Frank, Dodd villains in housing meltdown

A government crusade in the 1990s set the stage for the mortgage and housing bubble. As detailed in previous columns, Congress passed laws and Presidents took actions to make cheap money available to unqualified borrowers, and punished banks that didn’t comply.

The dawning of the 2000s decade saw the federal housing locomotive roaring down the track, with the liberals in Congress pouring on the coal. Social-engineering regulators had already pushed banks to lend almost $1 trillion for mortgages to low-income clients and inner-city projects, mostly funneling the money through HUD to questionable leftist “community groups” like ACORN. The goal of these groups was to force mortgage giants Fannie Mae and Freddie Mac to slacken mortgage-loan standards. These groups taught their “clients” that the government was their savior and their key to well-being, while the financial system was their enemy. Barack Obama worked for one of these groups in Chicago.

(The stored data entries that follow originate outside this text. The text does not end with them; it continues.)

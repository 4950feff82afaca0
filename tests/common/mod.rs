//! Shared fixtures for the dialog integration tests.
#![allow(dead_code)]

use async_trait::async_trait;
use chrono::{TimeZone, Utc};
use flowbot::config::DialogConfig;
use flowbot::models::{ActionSpec, DialogEvent, DialogSession, Event, Flow, Prediction};
use flowbot::providers::{
    ActionFailure, ActionOutcome, ActionRegistry, ActionRunner, ActionScope, StaticFlowProvider,
};
use flowbot::services::dialog::{DialogEngine, ManualClock, ProcessingOutcome};
use flowbot::store::{InMemorySessionStore, SessionStore};
use std::sync::{Arc, Mutex};
use tokio::sync::broadcast;

pub const BOT_ID: &str = "test-bot";

/// Generate a unique session id for test isolation
pub fn generate_session_id() -> String {
    format!("session_{}", nanoid::nanoid!(12))
}

pub fn text(message: &str) -> Event {
    Event::text(BOT_ID, message)
}

/// A text event whose NLU block carries a single confident prediction.
pub fn intent(name: &str) -> Event {
    Event::text(BOT_ID, name).with_predictions(vec![Prediction::new(name, 0.9)])
}

pub fn predictions(scores: &[(&str, f64)]) -> Event {
    Event::text(BOT_ID, "...").with_predictions(
        scores
            .iter()
            .map(|(name, confidence)| Prediction::new(*name, *confidence))
            .collect(),
    )
}

/// Records every action name it is asked to run.
///
/// `fail` always fails. `setVariable` is delegated to the builtin
/// implementation. Anything else succeeds without touching state.
pub struct RecordingRunner {
    builtins: ActionRegistry,
    calls: Mutex<Vec<String>>,
}

impl RecordingRunner {
    pub fn new() -> Self {
        Self {
            builtins: ActionRegistry::with_builtins(),
            calls: Mutex::new(Vec::new()),
        }
    }

    pub fn calls(&self) -> Vec<String> {
        self.calls.lock().unwrap().clone()
    }

    pub fn clear(&self) {
        self.calls.lock().unwrap().clear();
    }
}

#[async_trait]
impl ActionRunner for RecordingRunner {
    async fn run(
        &self,
        action: &ActionSpec,
        event: &Event,
        scope: ActionScope<'_>,
    ) -> Result<ActionOutcome, ActionFailure> {
        self.calls.lock().unwrap().push(action.name().to_string());
        match action.name() {
            "fail" => Err(ActionFailure::new("boom")),
            name if self.builtins.contains(name) => self.builtins.run(action, event, scope).await,
            _ => Ok(ActionOutcome::none()),
        }
    }
}

/// An engine wired to in-memory collaborators and a manual clock.
pub struct TestDialog {
    pub engine: Arc<DialogEngine>,
    pub clock: Arc<ManualClock>,
    pub store: Arc<InMemorySessionStore>,
    pub actions: Arc<RecordingRunner>,
}

impl TestDialog {
    pub fn new(flows: Vec<Flow>) -> Self {
        Self::with_config(flows, DialogConfig::default())
    }

    pub fn with_config(flows: Vec<Flow>, config: DialogConfig) -> Self {
        let clock = Arc::new(ManualClock::new(
            Utc.with_ymd_and_hms(2026, 1, 5, 9, 0, 0).unwrap(),
        ));
        let store = Arc::new(InMemorySessionStore::unmanaged());
        let actions = Arc::new(RecordingRunner::new());

        let engine = DialogEngine::new(
            config,
            Arc::new(StaticFlowProvider::new(flows)),
            actions.clone(),
            store.clone(),
        )
        .with_clock(clock.clone());

        Self {
            engine: Arc::new(engine),
            clock,
            store,
            actions,
        }
    }

    pub async fn send(&self, session_id: &str, event: Event) -> flowbot::Result<ProcessingOutcome> {
        self.engine.process_event(session_id, &event).await
    }

    pub async fn session(&self, session_id: &str) -> DialogSession {
        self.store
            .load(session_id)
            .await
            .unwrap()
            .expect("session should be stored")
    }

    /// `(flow, node)` of the stored context, if any.
    pub async fn position(&self, session_id: &str) -> Option<(String, String)> {
        self.session(session_id)
            .await
            .current_position()
            .map(|(flow, node)| (flow.to_string(), node.to_string()))
    }
}

pub fn at(flow: &str, node: &str) -> Option<(String, String)> {
    Some((flow.to_string(), node.to_string()))
}

/// Drains whatever lifecycle events are currently buffered.
pub fn drain_events(rx: &mut broadcast::Receiver<DialogEvent>) -> Vec<DialogEvent> {
    std::iter::from_fn(|| rx.try_recv().ok()).collect()
}
//! Execution strategies for each instruction kind.

pub mod action;
pub mod transition;

pub use action::ActionStrategy;
pub use transition::TransitionStrategy;

use crate::error::Result;
use crate::services::dialog::instruction::{Instruction, InstructionContext, ProcessingResult};
use async_trait::async_trait;

/// Turns one instruction into a [`ProcessingResult`].
#[async_trait]
pub trait InstructionStrategy: Send + Sync {
    async fn execute(&self, instruction: &Instruction, ctx: &InstructionContext<'_>) -> Result<ProcessingResult>;
}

The poster children for wrong-headedness and villainy in Congress’s promotion of the rising mortgage bubble were legislators Rep. Barney Frank and Sen. Chris Dodd.

Fannie and Freddie, backed by taxpayers, had funded hundreds of billions in subprime loans and purchased hundreds of billions more, some with down payments of less than 10 percent. By 2000, it was becoming clear they were out of control. But Frank opposed a bill to reform Fan and Fred, saying “there is no federal liability there whatsoever.” Later, he proclaimed that they “posed no threat to the treasury,” that their problems were “overblown” and “exaggerated”. (The federal bailout of Fan and Fred would later cost taxpayers $224–$360 billion.) But his most astounding statement came in 2003, when he proposed Fan and Fred should make risky loans: “I want to roll the dice a little bit more in this situation towards subsidized housing…” Barney Frank has a near-perfect record of opposing any sort of reform of Fan and Fred.

Sen. Dodd kept the mortgage money gushing, labeling Fan and Fred “one of the great success stories of all time” and urged “caution” in restricting their activities. Sen. Chuck Schumer chimed in, defending the two mortgage giants for having “done a very, very good job.” It was also Frank who allowed Fan and Fred to securitize and guarantee larger mortgages.

In 2001, President George Bush raised red flags and sounded warning bells in his 2002 budget request, saying “Fannie and Freddie are potential problems.” In his 2003 budget, Bush’s warnings were upgraded to “systemic risk that could spread beyond the housing sector”, and he pushed Congress to establish a “strong, world-class regulatory agency to oversee Fannie and Freddie”. Bush’s legislation was blocked by Dodd, Schumer, and Obama in the Senate, who conveniently accepted significant campaign contributions from Fan and Fred. Over in the House, Barney Frank stated that Fan and Fred were “financially sound…. I do not see financial losses…scenarios.” In 2003, Bush proposed a capital-reserve requirement for Fan and Fred, but was again ignored by Congress.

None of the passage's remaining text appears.